Tressie Shaffer: Does this mother deserve to be in prison?
Tressie Shaffer, a 31-year-old mother of four, is currently serving an eighteen-month prison sentence in Oklahoma for permitting child abuse. But does she deserve to be behind bars?
On December 28, 2016, Shaffer woke up and made a bottle for her six-month-old daughter Zaylei, who was born with a disability. After tucking Zaylei back into bed, she then departed for her morning shift at Wendy’s. She left Zaylei, along with her three other children, in the care of her boyfriend and the baby’s father, Jason Scott, who was unemployed.
Shortly after arriving at work, Shaffer received devastating news from her manager: Zaylei had suffered life-threatening injuries and stopped breathing. She would go on to survive the incident, but Zaylei was left with severe long-lasting injuries. Investigators concluded those injuries were the result of Zaylei being violently shaken by Scott.
Shaffer and Scott were subsequently arrested by Tulsa Police on January 24. Scott was charged with child abuse by injury, and Shaffer was charged with permitting child abuse. A Tulsa jury found Shaffer guilty and sentenced her to 18 months in prison, which she is currently serving. Scott is awaiting trial and faces up to life in prison.
Shaffer was sentenced under Oklahoma’s “failure to protect” law, one of the strictest in the nation. The law allows for the prosecution of a parent who “knows or reasonably should know that the child will be placed at risk of abuse.” Prosecutors allege that Shaffer knew that Zaylei was injured even before the incident but left her in the care of Scott anyway (Shaffer admitted to police that she noticed a bruise on Zaylei’s face the day before the incident). Shaffer disputes those facts.
“I never, ever could imagine him hurting our daughter,” she says. “As a parent, even asking other parents, or other mothers for that matter, would you leave your child alone with their father?” And most of them are like, “Yeah, why not?”

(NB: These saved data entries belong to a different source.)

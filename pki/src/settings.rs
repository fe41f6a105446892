use std::path::PathBuf;

use serde::{Deserialize, Serialize};
use time::Duration;

use crate::error::{PkiError, Result};

pub const DEFAULT_BASE_DIR: &str = "pki";
pub const DEFAULT_KEY_SIZE: usize = 2048;
/// One year
pub const DEFAULT_VALIDITY_HOURS: u32 = 8760;

const SUPPORTED_KEY_SIZES: [usize; 3] = [2048, 3072, 4096];

/// Settings shared by CA generation and leaf issuance
#[derive(Debug, Clone, PartialEq, Eq, Serialize, Deserialize)]
#[serde(default)]
pub struct PkiSettings {
    /// Directory holding all `.pem` files
    pub base_dir: PathBuf,
    /// RSA modulus size in bits
    pub key_size: usize,
    pub validity_hours: u32,
}

impl PkiSettings {
    pub fn with_base_dir(base_dir: impl Into<PathBuf>) -> Self {
        Self {
            base_dir: base_dir.into(),
            ..Self::default()
        }
    }

    pub fn validity(&self) -> Duration {
        Duration::hours(i64::from(self.validity_hours))
    }

    pub fn validate(&self) -> Result<()> {
        if !SUPPORTED_KEY_SIZES.contains(&self.key_size) {
            return Err(PkiError::UnsupportedKeySize(self.key_size));
        }
        Ok(())
    }
}

impl Default for PkiSettings {
    fn default() -> Self {
        Self {
            base_dir: PathBuf::from(DEFAULT_BASE_DIR),
            key_size: DEFAULT_KEY_SIZE,
            validity_hours: DEFAULT_VALIDITY_HOURS,
        }
    }
}

#[cfg(test)]
mod tests {
    use super::*;

    #[test]
    fn test_defaults() {
        let settings = PkiSettings::default();
        assert_eq!(settings.base_dir, PathBuf::from("pki"));
        assert_eq!(settings.key_size, 2048);
        assert_eq!(settings.validity(), Duration::hours(8760));
        assert!(settings.validate().is_ok());
    }

    #[test]
    fn test_rejects_weak_key_size() {
        let settings = PkiSettings {
            key_size: 1024,
            ..PkiSettings::default()
        };
        assert!(matches!(
            settings.validate(),
            Err(PkiError::UnsupportedKeySize(1024))
        ));
    }
}
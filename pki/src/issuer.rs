use std::net::IpAddr;
use std::path::PathBuf;

use rcgen::{
    CertificateParams, CertificateSigningRequestParams, ExtendedKeyUsagePurpose, IsCa, KeyPair,
    KeyUsagePurpose, SanType,
};
use time::{Duration, OffsetDateTime};
use tracing::{debug, info};

use crate::ca::{subject, CertificateAuthority};
use crate::error::{PkiError, Result};
use crate::issued::{CertRole, IssuedCertificate};
use crate::keys::{generate_rsa_key_pair, parse_key_pair};
use crate::settings::PkiSettings;

/// Source of leaf certificates for installation plans
pub trait CertificateGenerator: Send + Sync {
    /// CA every certificate of this generator chains to
    fn ca(&self) -> &CertificateAuthority;

    fn etcd_server_certificate(&self, hosts: &[String]) -> Result<IssuedCertificate>;

    fn etcd_client_certificate(&self) -> Result<IssuedCertificate>;

    fn admin_client_certificate(&self) -> Result<IssuedCertificate>;
}

/// Signs leaf certificates with a loaded CA using one fixed profile
pub struct CertificateIssuer {
    ca: CertificateAuthority,
    ca_key: KeyPair,
    ca_cert: rcgen::Certificate,
    key_size: usize,
    validity: Duration,
    base_dir: PathBuf,
}

impl CertificateIssuer {
    /// Parse the CA once and prepare the signing context
    ///
    /// Leaf certificates are valid for as long as the CA itself was issued for.
    pub fn new(ca: CertificateAuthority, settings: &PkiSettings) -> Result<Self> {
        settings.validate()?;

        let ca_key = parse_key_pair(ca.key_pem())?;
        let ca_cert_pem = std::str::from_utf8(ca.cert_pem())
            .map_err(|_| PkiError::InvalidCa("certificate is not PEM text".to_string()))?;
        let ca_cert = CertificateParams::from_ca_cert_pem(ca_cert_pem)
            .and_then(|params| params.self_signed(&ca_key))
            .map_err(|e| PkiError::InvalidCa(format!("failed to parse CA certificate: {}", e)))?;

        Ok(Self {
            validity: ca.validity(),
            ca,
            ca_key,
            ca_cert,
            key_size: settings.key_size,
            base_dir: settings.base_dir.clone(),
        })
    }

    /// Load the CA persisted in `settings.base_dir` and build an issuer from it
    pub fn load(settings: &PkiSettings) -> Result<Self> {
        let ca = CertificateAuthority::load(&settings.base_dir)?;
        Self::new(ca, settings)
    }

    pub fn ca(&self) -> &CertificateAuthority {
        &self.ca
    }

    /// Server certificate valid for every entry of `hosts`
    pub fn issue_etcd_server(&self, hosts: &[String]) -> Result<IssuedCertificate> {
        self.issue(CertRole::EtcdServer, hosts)
    }

    /// Client certificate for mutual TLS against etcd
    pub fn issue_etcd_client(&self) -> Result<IssuedCertificate> {
        self.issue(CertRole::EtcdClient, &[])
    }

    /// Client certificate granting cluster-admin through `system:masters`
    pub fn issue_admin_client(&self) -> Result<IssuedCertificate> {
        self.issue(CertRole::Admin, &[])
    }

    fn issue(&self, role: CertRole, hosts: &[String]) -> Result<IssuedCertificate> {
        info!(%role, ?hosts, "Issuing certificate");

        let sans = hosts
            .iter()
            .map(|host| subject_alt_name(host))
            .collect::<std::result::Result<Vec<_>, _>>()
            .map_err(|source| PkiError::Signing { role, source })?;

        let mut request = CertificateParams::default();
        request.distinguished_name = subject(role.common_name(), role.organization());
        request.subject_alt_names = sans.clone();

        let key_pair = generate_rsa_key_pair(self.key_size)?;

        let csr_pem = request
            .serialize_request(&key_pair)
            .and_then(|csr| csr.pem())
            .map_err(|source| PkiError::Signing { role, source })?;
        let mut csr = CertificateSigningRequestParams::from_pem(&csr_pem)
            .map_err(|source| PkiError::Signing { role, source })?;

        // The profile is decided here, not by the request
        csr.params.distinguished_name = request.distinguished_name;
        csr.params.subject_alt_names = sans;
        csr.params.is_ca = IsCa::NoCa;
        csr.params.key_usages = vec![
            KeyUsagePurpose::DigitalSignature,
            KeyUsagePurpose::KeyEncipherment,
        ];
        csr.params.extended_key_usages = vec![
            ExtendedKeyUsagePurpose::ServerAuth,
            ExtendedKeyUsagePurpose::ClientAuth,
        ];
        let now = OffsetDateTime::now_utc();
        csr.params.not_before = now;
        csr.params.not_after = now + self.validity;

        let cert = csr
            .signed_by(&self.ca_cert, &self.ca_key)
            .map_err(|source| PkiError::Signing { role, source })?;

        debug!(%role, "Certificate signed");
        Ok(IssuedCertificate {
            role,
            key_pem: key_pair.serialize_pem().into_bytes(),
            cert_pem: cert.pem().into_bytes(),
            hosts: hosts.to_vec(),
            base_dir: self.base_dir.clone(),
        })
    }
}

impl CertificateGenerator for CertificateIssuer {
    fn ca(&self) -> &CertificateAuthority {
        &self.ca
    }

    fn etcd_server_certificate(&self, hosts: &[String]) -> Result<IssuedCertificate> {
        self.issue_etcd_server(hosts)
    }

    fn etcd_client_certificate(&self) -> Result<IssuedCertificate> {
        self.issue_etcd_client()
    }

    fn admin_client_certificate(&self) -> Result<IssuedCertificate> {
        self.issue_admin_client()
    }
}

fn subject_alt_name(host: &str) -> std::result::Result<SanType, rcgen::Error> {
    match host.parse::<IpAddr>() {
        Ok(ip) => Ok(SanType::IpAddress(ip)),
        Err(_) => Ok(SanType::DnsName(host.to_string().try_into()?)),
    }
}
use std::path::PathBuf;
use std::process::Stdio;
use std::time::Duration;

use async_trait::async_trait;
use serde::{Deserialize, Serialize};
use tokio::io::AsyncWriteExt;
use tokio::process::Command;
use tracing::debug;

use super::command::FileMode;
use super::executor::RemoteExecutor;
use crate::error::ExecError;

/// Connection parameters for [`SshExecutor`]
#[derive(Debug, Clone, PartialEq, Eq, Serialize, Deserialize)]
#[serde(default)]
pub struct SshSettings {
    pub user: String,
    pub port: u16,
    /// Private key; falls back to `~/.ssh/id_ed25519` then `~/.ssh/id_rsa`
    #[serde(skip_serializing_if = "Option::is_none")]
    pub identity_file: Option<PathBuf>,
    pub connect_timeout_secs: u64,
    /// Upper bound for a single remote command
    pub command_timeout_secs: u64,
}

impl Default for SshSettings {
    fn default() -> Self {
        Self {
            user: "root".to_string(),
            port: 22,
            identity_file: None,
            connect_timeout_secs: 10,
            command_timeout_secs: 600,
        }
    }
}

impl SshSettings {
    pub fn command_timeout(&self) -> Duration {
        Duration::from_secs(self.command_timeout_secs)
    }

    /// Configured identity, or the first default key that exists
    pub fn resolve_identity(&self) -> Option<PathBuf> {
        if let Some(path) = &self.identity_file {
            return Some(path.clone());
        }
        let ssh_dir = dirs::home_dir()?.join(".ssh");
        ["id_ed25519", "id_rsa"]
            .iter()
            .map(|name| ssh_dir.join(name))
            .find(|path| path.exists())
    }
}

/// Runs commands through the system `ssh` client
#[derive(Debug, Clone)]
pub struct SshExecutor {
    settings: SshSettings,
    identity: Option<PathBuf>,
}

impl SshExecutor {
    pub fn new(settings: SshSettings) -> Self {
        let identity = settings.resolve_identity();
        Self { settings, identity }
    }

    fn command(&self, host: &str) -> Command {
        let mut cmd = Command::new("ssh");
        cmd.arg("-p")
            .arg(self.settings.port.to_string())
            .args(["-o", "BatchMode=yes"])
            .args(["-o", "StrictHostKeyChecking=no"])
            .args(["-o", "UserKnownHostsFile=/dev/null"])
            .args(["-o", "LogLevel=ERROR"])
            .arg("-o")
            .arg(format!("ConnectTimeout={}", self.settings.connect_timeout_secs));
        if let Some(identity) = &self.identity {
            cmd.arg("-i").arg(identity);
        }
        cmd.arg(format!("{}@{}", self.settings.user, host));
        cmd.kill_on_drop(true);
        cmd
    }
}

#[async_trait]
impl RemoteExecutor for SshExecutor {
    async fn run(&self, host: &str, command_line: &str) -> Result<String, ExecError> {
        debug!(host, command_line, "ssh run");
        let output = self
            .command(host)
            .arg(command_line)
            .stdin(Stdio::null())
            .output()
            .await?;

        let combined = combine(&output.stdout, &output.stderr);
        if output.status.success() {
            Ok(combined)
        } else {
            Err(failure(output.status.code(), combined))
        }
    }

    async fn copy(
        &self,
        host: &str,
        content: &[u8],
        path: &str,
        mode: FileMode,
    ) -> Result<(), ExecError> {
        debug!(host, path, %mode, bytes = content.len(), "ssh copy");
        let mut child = self
            .command(host)
            .arg(copy_line(path, mode))
            .stdin(Stdio::piped())
            .stdout(Stdio::piped())
            .stderr(Stdio::piped())
            .spawn()?;

        if let Some(mut stdin) = child.stdin.take() {
            stdin.write_all(content).await?;
            stdin.shutdown().await?;
        }

        let output = child.wait_with_output().await?;
        if output.status.success() {
            Ok(())
        } else {
            Err(failure(
                output.status.code(),
                combine(&output.stdout, &output.stderr),
            ))
        }
    }
}

fn combine(stdout: &[u8], stderr: &[u8]) -> String {
    let mut text = String::from_utf8_lossy(stdout).into_owned();
    text.push_str(&String::from_utf8_lossy(stderr));
    text
}

fn failure(status: Option<i32>, output: String) -> ExecError {
    // ssh reserves 255 for its own errors
    match status {
        Some(255) => ExecError::Transport(output.trim().to_string()),
        status => ExecError::Failed { status, output },
    }
}

/// Remote shell line that stores stdin at `path`, creating missing parent
/// directories first
fn copy_line(path: &str, mode: FileMode) -> String {
    let target = shell_quote(path);
    let write = format!("cat > {} && chmod {} {}", target, mode, target);
    match path.rsplit_once('/') {
        Some((parent, _)) if !parent.is_empty() => {
            format!("mkdir -p {} && {}", shell_quote(parent), write)
        }
        _ => write,
    }
}

/// Single-quote a word for the remote shell
fn shell_quote(word: &str) -> String {
    format!("'{}'", word.replace('\'', r"'\''"))
}

#[cfg(test)]
mod tests {
    use super::*;
    use tempfile::TempDir;

    #[test]
    fn test_shell_quote() {
        assert_eq!(shell_quote("/etc/wireguard/wg0.conf"), "'/etc/wireguard/wg0.conf'");
        assert_eq!(shell_quote("it's"), r"'it'\''s'");
    }

    #[test]
    fn test_copy_line_creates_parent_directory() {
        assert_eq!(
            copy_line("/etc/kubernetes/pki/etcd.key", FileMode::Private),
            "mkdir -p '/etc/kubernetes/pki' && cat > '/etc/kubernetes/pki/etcd.key' \
             && chmod 0400 '/etc/kubernetes/pki/etcd.key'"
        );
        assert_eq!(
            copy_line("/boot.sh", FileMode::Executable),
            "cat > '/boot.sh' && chmod 0744 '/boot.sh'"
        );
    }

    #[test]
    fn test_copy_line_writes_into_missing_directory() {
        use std::io::Write as _;
        use std::os::unix::fs::PermissionsExt;

        let dir = TempDir::new().unwrap();
        let target = dir.path().join("kubernetes").join("pki").join("etcd.key");

        let mut child = std::process::Command::new("sh")
            .arg("-c")
            .arg(copy_line(target.to_str().unwrap(), FileMode::Private))
            .stdin(Stdio::piped())
            .spawn()
            .unwrap();
        child.stdin.take().unwrap().write_all(b"KEY").unwrap();
        assert!(child.wait().unwrap().success());

        assert_eq!(std::fs::read(&target).unwrap(), b"KEY");
        let mode = std::fs::metadata(&target).unwrap().permissions().mode();
        assert_eq!(mode & 0o777, 0o400);
    }

    #[test]
    fn test_explicit_identity_wins() {
        let settings = SshSettings {
            identity_file: Some(PathBuf::from("/keys/cluster")),
            ..SshSettings::default()
        };
        assert_eq!(settings.resolve_identity(), Some(PathBuf::from("/keys/cluster")));
    }

    #[test]
    fn test_command_arguments() {
        let settings = SshSettings {
            user: "ubuntu".to_string(),
            port: 2222,
            identity_file: Some(PathBuf::from("/keys/cluster")),
            ..SshSettings::default()
        };
        let executor = SshExecutor::new(settings);
        let cmd = executor.command("203.0.113.7");
        let args: Vec<String> = cmd
            .as_std()
            .get_args()
            .map(|a| a.to_string_lossy().into_owned())
            .collect();

        assert_eq!(&args[..2], ["-p", "2222"]);
        assert!(args.contains(&"BatchMode=yes".to_string()));
        assert!(args.contains(&"/keys/cluster".to_string()));
        assert_eq!(args.last().map(String::as_str), Some("ubuntu@203.0.113.7"));
    }

    #[test]
    fn test_status_255_is_transport_error() {
        assert!(matches!(failure(Some(255), "refused".into()), ExecError::Transport(_)));
        assert!(matches!(
            failure(Some(2), "no such file".into()),
            ExecError::Failed { status: Some(2), .. }
        ));
    }
}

Meanwhile, according to court documents, Scott admitted to shaking his daughter out of frustration. But he has pleaded not guilty to the crime. In a 9-1-1 call recorded directly following the alleged incident, an emotional Scott can be heard describing the details of what happened to a dispatcher.
He alleges that Zaylie’s injuries came from the genetic disease she was born with called Marfan Syndrome. “I would never hurt none of my children,” Scott says. “That thought’s never come through my mind, no matter how frustrated I’ve been, to hurt my children.”
According to Scott’s attorney, Clark Brewster, “The accusation blindly made, and then the gauntlet of having them arrested, is so incredibly unfair in a case like this.”
The case is complicated. According to a police affidavit, Scott had been accused of physical abuse of a minor child before. In addition, Shaffer had a previous boyfriend who was convicted of child abuse for shaking one of her other children.
Prosecutors stand behind Shaffer’s conviction, saying in a statement that her daughter will “endure a lifetime of difficulties” due to her choices.
But Shaffer’s attorney Ruth Hamilton said Oklahoma’s “failure to protect” law has unintended consequences, and in this case, has resulted in discriminating against Shaffer because she is a poor mother.
“Really, it comes down to if you’re a mother living in poverty, in particular, and anything happens to your kid, it’s your fault, that you weren’t wealthier and you didn’t have more resources,” Hamilton says.
Failure to protect laws were enacted across the country in order to protect vulnerable children from harm. But in states like Oklahoma, partners of abusers can receive up to life in prison for failing to prevent child abuse, which in some cases can be more prison time than the abusers receive themselves.
In one high-profile case from 2006, Tondalao Hall, a domestic violence survivor and mother of three, was sentenced to 30 years in prison for failing to stop her partner Robert Braxton from abusing their children. Although Braxton pleaded guilty to the crime, he has not served a day in prison. Hall has been behind bars since 2006.
Criminal justice reform organizations like the ACLU and Oklahomans for Criminal Justice Reform are working to overturn failure to protect laws, which they say have helped contribute to Oklahoma’s dismal criminal justice record. The state imprisons more individuals than any other and has also had the highest female incarceration rate in the nation for almost 30 years.
In the meantime, Shaffer’s only option for relief is clemency from Oklahoma’s governor. Still She Rises, an Oklahoma nonprofit that represents mothers in the criminal justice system, is currently working to raise awareness about her case, as well as raise money to provide necessary medical care for Zaylei and help keep Shaffer’s family together.